▶ _Problem requirements_
Using the records below, filter out every line that lacks "Parser" and copy the rest.

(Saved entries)
□ □ □ □

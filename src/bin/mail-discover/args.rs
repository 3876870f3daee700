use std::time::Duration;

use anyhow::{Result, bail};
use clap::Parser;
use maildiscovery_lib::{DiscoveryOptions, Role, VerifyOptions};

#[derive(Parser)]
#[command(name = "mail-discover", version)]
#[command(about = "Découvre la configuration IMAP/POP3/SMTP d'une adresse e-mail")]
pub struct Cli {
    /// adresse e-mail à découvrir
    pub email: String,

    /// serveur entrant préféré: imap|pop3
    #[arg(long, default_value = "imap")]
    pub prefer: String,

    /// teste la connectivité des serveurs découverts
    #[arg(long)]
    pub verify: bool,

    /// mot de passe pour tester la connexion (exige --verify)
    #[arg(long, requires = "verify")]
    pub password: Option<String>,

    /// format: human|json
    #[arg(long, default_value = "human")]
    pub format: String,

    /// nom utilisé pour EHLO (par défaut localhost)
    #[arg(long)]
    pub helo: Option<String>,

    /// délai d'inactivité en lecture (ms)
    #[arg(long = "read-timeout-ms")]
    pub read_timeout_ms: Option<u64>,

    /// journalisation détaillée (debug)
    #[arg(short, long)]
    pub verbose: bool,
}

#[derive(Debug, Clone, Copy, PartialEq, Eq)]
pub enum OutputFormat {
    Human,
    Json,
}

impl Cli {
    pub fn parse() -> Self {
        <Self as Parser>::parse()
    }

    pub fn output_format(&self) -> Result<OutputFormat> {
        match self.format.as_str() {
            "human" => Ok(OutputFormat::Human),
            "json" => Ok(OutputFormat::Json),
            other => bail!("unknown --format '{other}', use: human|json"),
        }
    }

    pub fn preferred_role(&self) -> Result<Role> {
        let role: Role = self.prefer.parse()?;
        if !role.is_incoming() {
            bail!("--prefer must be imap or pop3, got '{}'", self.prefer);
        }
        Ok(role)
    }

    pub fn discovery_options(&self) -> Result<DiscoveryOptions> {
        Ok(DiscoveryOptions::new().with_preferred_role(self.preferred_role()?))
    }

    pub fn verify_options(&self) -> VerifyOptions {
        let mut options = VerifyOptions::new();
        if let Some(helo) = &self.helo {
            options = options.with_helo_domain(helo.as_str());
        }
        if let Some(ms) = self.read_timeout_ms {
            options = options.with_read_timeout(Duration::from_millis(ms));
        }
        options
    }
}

□ □ □ □

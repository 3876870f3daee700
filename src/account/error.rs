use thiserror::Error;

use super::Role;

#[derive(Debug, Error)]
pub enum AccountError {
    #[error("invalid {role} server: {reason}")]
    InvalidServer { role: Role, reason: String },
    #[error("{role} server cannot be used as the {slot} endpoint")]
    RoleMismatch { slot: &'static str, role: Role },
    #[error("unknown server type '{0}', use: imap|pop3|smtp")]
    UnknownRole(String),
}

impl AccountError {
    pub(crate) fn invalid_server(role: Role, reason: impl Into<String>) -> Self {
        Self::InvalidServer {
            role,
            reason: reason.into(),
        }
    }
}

□ □ □ □

▶ _Answer section_
use clap::Parser;
#[derive(Parser)]
        <Self as Parser>::parse()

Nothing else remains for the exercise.